>>>>>

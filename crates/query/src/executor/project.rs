//! Projection executor.

use crate::executor::{BoxedOperator, ExecutionResult, ExprEvaluator, Operator};
use crate::planner::physical::BoundExpr;
use alloc::vec::Vec;
use roster_core::Row;

/// Evaluates the output expressions for each input row.
pub struct ProjectExecutor<'a> {
    input: BoxedOperator<'a>,
    columns: &'a [BoundExpr],
    evaluator: ExprEvaluator<'a>,
}

impl<'a> ProjectExecutor<'a> {
    /// Creates a new project executor.
    pub fn new(input: BoxedOperator<'a>, columns: &'a [BoundExpr], evaluator: ExprEvaluator<'a>) -> Self {
        Self {
            input,
            columns,
            evaluator,
        }
    }
}

impl Operator for ProjectExecutor<'_> {
    fn next(&mut self) -> ExecutionResult<Option<Row>> {
        let row = match self.input.next()? {
            Some(row) => row,
            None => return Ok(None),
        };
        let values = self
            .columns
            .iter()
            .map(|expr| self.evaluator.eval(expr, row.values()))
            .collect::<ExecutionResult<Vec<_>>>()?;
        Ok(Some(Row::new(values)))
    }
}
impl<'a> AggregateExecutor<'a> {
    /// Creates a new aggregate executor.
    pub fn new(
        input: BoxedOperator<'a>,
        group_by: &'a [BoundExpr],
        accumulators: &'a [AggregateSpec],
        outputs: &'a [BoundExpr],
        having: Option<&'a BoundExpr>,
        evaluator: ExprEvaluator<'a>,
    ) -> Self {
        Self {
            input,
            group_by,
            accumulators,
            outputs,
            having,
            evaluator,
            results: None,
        }
    }

    fn new_states(&self) -> Vec<AggregateState> {
        self.accumulators.iter().map(AggregateState::new).collect()
    }

    fn compute(&mut self) -> ExecutionResult<Vec<Row>> {
        let mut index: HashMap<Vec<Value>, usize> = HashMap::new();
        let mut groups: Vec<(Vec<Value>, Vec<AggregateState>)> = Vec::new();
        let mut input_rows = 0usize;

        while let Some(row) = self.input.next()? {
            input_rows += 1;
            let key = self
                .group_by
                .iter()
                .map(|expr| self.evaluator.eval(expr, row.values()))
                .collect::<ExecutionResult<Vec<Value>>>()?;

            let slot = match index.get(&key) {
                Some(&slot) => slot,
                None => {
                    let slot = groups.len();
                    index.insert(key.clone(), slot);
                    groups.push((key, self.new_states()));
                    slot
                }
            };

            for (state, spec) in groups[slot].1.iter_mut().zip(self.accumulators) {
                let value = match &spec.arg {
                    Some(expr) => Some(self.evaluator.eval(expr, row.values())?),
                    None => None,
                };
                state.update(value)?;
            }
        }

        if groups.is_empty() && self.group_by.is_empty() {
            groups.push((Vec::new(), self.new_states()));
        }
        log::trace!(
            "aggregate grouped {} rows into {} groups",
            input_rows,
            groups.len()
        );

        let mut results = Vec::with_capacity(groups.len());
        for (key, states) in groups {
            let mut group_row = key.clone();
            group_row.extend(states.into_iter().map(AggregateState::finish));

            if let Some(having) = self.having {
                if !self.evaluator.eval_predicate(having, &group_row)? {
                    continue;
                }
            }

            let mut values = key;
            for expr in self.outputs {
                values.push(self.evaluator.eval(expr, &group_row)?);
            }
            results.push(Row::new(values));
        }
        Ok(results)
    }
}

impl Operator for AggregateExecutor<'_> {
    fn next(&mut self) -> ExecutionResult<Option<Row>> {
        if self.results.is_none() {
            let rows = self.compute()?;
            self.results = Some(rows.into_iter());
        }
        Ok(self.results.as_mut().and_then(|rows| rows.next()))
    }
}
//! Expression AST definitions.

use crate::planner::LogicalPlan;
use alloc::boxed::Box;
use alloc::format;
use alloc::string::String;
use alloc::vec::Vec;
use roster_core::Value;

/// Reference to a column, optionally qualified by a relation name or alias.
#[derive(Clone, Debug, PartialEq, Eq, Hash)]
pub struct ColumnRef {
    /// Relation name or alias.
    pub qualifier: Option<String>,
    /// Column name.
    pub column: String,
}

impl ColumnRef {
    /// Creates a qualified column reference.
    pub fn new(qualifier: impl Into<String>, column: impl Into<String>) -> Self {
        Self {
            qualifier: Some(qualifier.into()),
            column: column.into(),
        }
    }

    /// Creates an unqualified column reference.
    pub fn bare(column: impl Into<String>) -> Self {
        Self {
            qualifier: None,
            column: column.into(),
        }
    }

    /// Returns the normalized name (qualifier.column, or column).
    pub fn normalized_name(&self) -> String {
        match &self.qualifier {
            Some(q) => format!("{}.{}", q, self.column),
            None => self.column.clone(),
        }
    }
}

/// Binary operators.
#[derive(Clone, Copy, Debug, PartialEq, Eq)]
pub enum BinaryOp {
    // Comparison
    Eq,
    Ne,
    Lt,
    Le,
    Gt,
    Ge,
    // Logical
    And,
    Or,
    // Arithmetic
    Add,
    Sub,
    Mul,
    Div,
    Mod,
    // String
    Concat,
}
//! Relation scan executor.

use crate::executor::{ExecutionResult, Operator};
use roster_core::Row;

/// Emits the rows of a catalog relation in load order.
pub struct TableScanExecutor<'a> {
    rows: &'a [Row],
    position: usize,
}

impl<'a> TableScanExecutor<'a> {
    /// Creates a scan over the given rows.
    pub fn new(rows: &'a [Row]) -> Self {
        Self { rows, position: 0 }
    }
}

impl Operator for TableScanExecutor<'_> {
    fn next(&mut self) -> ExecutionResult<Option<Row>> {
        let row = self.rows.get(self.position).cloned();
        if row.is_some() {
            self.position += 1;
        }
        Ok(row)
    }
}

<<<<<

What to do: Each of the entries above should be written out again exactly.

Reply to the task:
filename crates/query/src/executor/project.rs
//! Projection executor.

use crate::executor::{BoxedOperator, ExecutionResult, ExprEvaluator, Operator};
use crate::planner::physical::BoundExpr;
use alloc::vec::Vec;
use roster_core::Row;

/// Evaluates the output expressions for each input row.
pub struct ProjectExecutor<'a> {
    input: BoxedOperator<'a>,
    columns: &'a [BoundExpr],
    evaluator: ExprEvaluator<'a>,
}

impl<'a> ProjectExecutor<'a> {
    /// Creates a new project executor.
    pub fn new(input: BoxedOperator<'a>, columns: &'a [BoundExpr], evaluator: ExprEvaluator<'a>) -> Self {
        Self {
            input,
            columns,
            evaluator,
        }
    }
}

impl Operator for ProjectExecutor<'_> {
    fn next(&mut self) -> ExecutionResult<Option<Row>> {
        let row = match self.input.next()? {
            Some(row) => row,
            None => return Ok(None),
        };
        let values = self
            .columns
            .iter()
            .map(|expr| self.evaluator.eval(expr, row.values()))
            .collect::<ExecutionResult<Vec<_>>>()?;
        Ok(Some(Row::new(values)))
    }
}
impl<'a> AggregateExecutor<'a> {
    /// Creates a new aggregate executor.
    pub fn new(
        input: BoxedOperator<'a>,
        group_by: &'a [BoundExpr],
        accumulators: &'a [AggregateSpec],
        outputs: &'a [BoundExpr],
        having: Option<&'a BoundExpr>,
        evaluator: ExprEvaluator<'a>,
    ) -> Self {
        Self {
            input,
            group_by,
            accumulators,
            outputs,
            having,
            evaluator,
            results: None,
        }
    }

    fn new_states(&self) -> Vec<AggregateState> {
        self.accumulators.iter().map(AggregateState::new).collect()
    }

    fn compute(&mut self) -> ExecutionResult<Vec<Row>> {
        let mut index: HashMap<Vec<Value>, usize> = HashMap::new();
        let mut groups: Vec<(Vec<Value>, Vec<AggregateState>)> = Vec::new();
        let mut input_rows = 0usize;

        while let Some(row) = self.input.next()? {
            input_rows += 1;
            let key = self
                .group_by
                .iter()
                .map(|expr| self.evaluator.eval(expr, row.values()))
                .collect::<ExecutionResult<Vec<Value>>>()?;

            let slot = match index.get(&key) {
                Some(&slot) => slot,
                None => {
                    let slot = groups.len();
                    index.insert(key.clone(), slot);
                    groups.push((key, self.new_states()));
                    slot
                }
            };

            for (state, spec) in groups[slot].1.iter_mut().zip(self.accumulators) {
                let value = match &spec.arg {
                    Some(expr) => Some(self.evaluator.eval(expr, row.values())?),
                    None => None,
                };
                state.update(value)?;
            }
        }

        if groups.is_empty() && self.group_by.is_empty() {
            groups.push((Vec::new(), self.new_states()));
        }
        log::trace!(
            "aggregate grouped {} rows into {} groups",
            input_rows,
            groups.len()
        );

        let mut results = Vec::with_capacity(groups.len());
        for (key, states) in groups {
            let mut group_row = key.clone();
            group_row.extend(states.into_iter().map(AggregateState::finish));

            if let Some(having) = self.having {
                if !self.evaluator.eval_predicate(having, &group_row)? {
                    continue;
                }
            }

            let mut values = key;
            for expr in self.outputs {
                values.push(self.evaluator.eval(expr, &group_row)?);
            }
            results.push(Row::new(values));
        }
        Ok(results)
    }
}

impl Operator for AggregateExecutor<'_> {
    fn next(&mut self) -> ExecutionResult<Option<Row>> {
        if self.results.is_none() {
            let rows = self.compute()?;
            self.results = Some(rows.into_iter());
        }
        Ok(self.results.as_mut().and_then(|rows| rows.next()))
    }
}
//! Expression AST definitions.

use crate::planner::LogicalPlan;
use alloc::boxed::Box;
use alloc::format;
use alloc::string::String;
use alloc::vec::Vec;
use roster_core::Value;

/// Reference to a column, optionally qualified by a relation name or alias.
#[derive(Clone, Debug, PartialEq, Eq, Hash)]
pub struct ColumnRef {
    /// Relation name or alias.
    pub qualifier: Option<String>,
    /// Column name.
    pub column: String,
}

impl ColumnRef {
    /// Creates a qualified column reference.
    pub fn new(qualifier: impl Into<String>, column: impl Into<String>) -> Self {
        Self {
            qualifier: Some(qualifier.into()),
            column: column.into(),
        }
    }

    /// Creates an unqualified column reference.
    pub fn bare(column: impl Into<String>) -> Self {
        Self {
            qualifier: None,
            column: column.into(),
        }
    }

    /// Returns the normalized name (qualifier.column, or column).
    pub fn normalized_name(&self) -> String {
        match &self.qualifier {
            Some(q) => format!("{}.{}", q, self.column),
            None => self.column.clone(),
        }
    }
}

/// Binary operators.
#[derive(Clone, Copy, Debug, PartialEq, Eq)]
pub enum BinaryOp {
    // Comparison
    Eq,
    Ne,
    Lt,
    Le,
    Gt,
    Ge,
    // Logical
    And,
    Or,
    // Arithmetic
    Add,
    Sub,
    Mul,
    Div,
    Mod,
    // String
    Concat,
}
//! Relation scan executor.

use crate::executor::{ExecutionResult, Operator};
use roster_core::Row;

/// Emits the rows of a catalog relation in load order.
pub struct TableScanExecutor<'a> {
    rows: &'a [Row],
    position: usize,
}

impl<'a> TableScanExecutor<'a> {
    /// Creates a scan over the given rows.
    pub fn new(rows: &'a [Row]) -> Self {
        Self { rows, position: 0 }
    }
}

impl Operator for TableScanExecutor<'_> {
    fn next(&mut self) -> ExecutionResult<Option<Row>> {
        let row = self.rows.get(self.position).cloned();
        if row.is_some() {
            self.position += 1;
        }
        Ok(row)
    }
}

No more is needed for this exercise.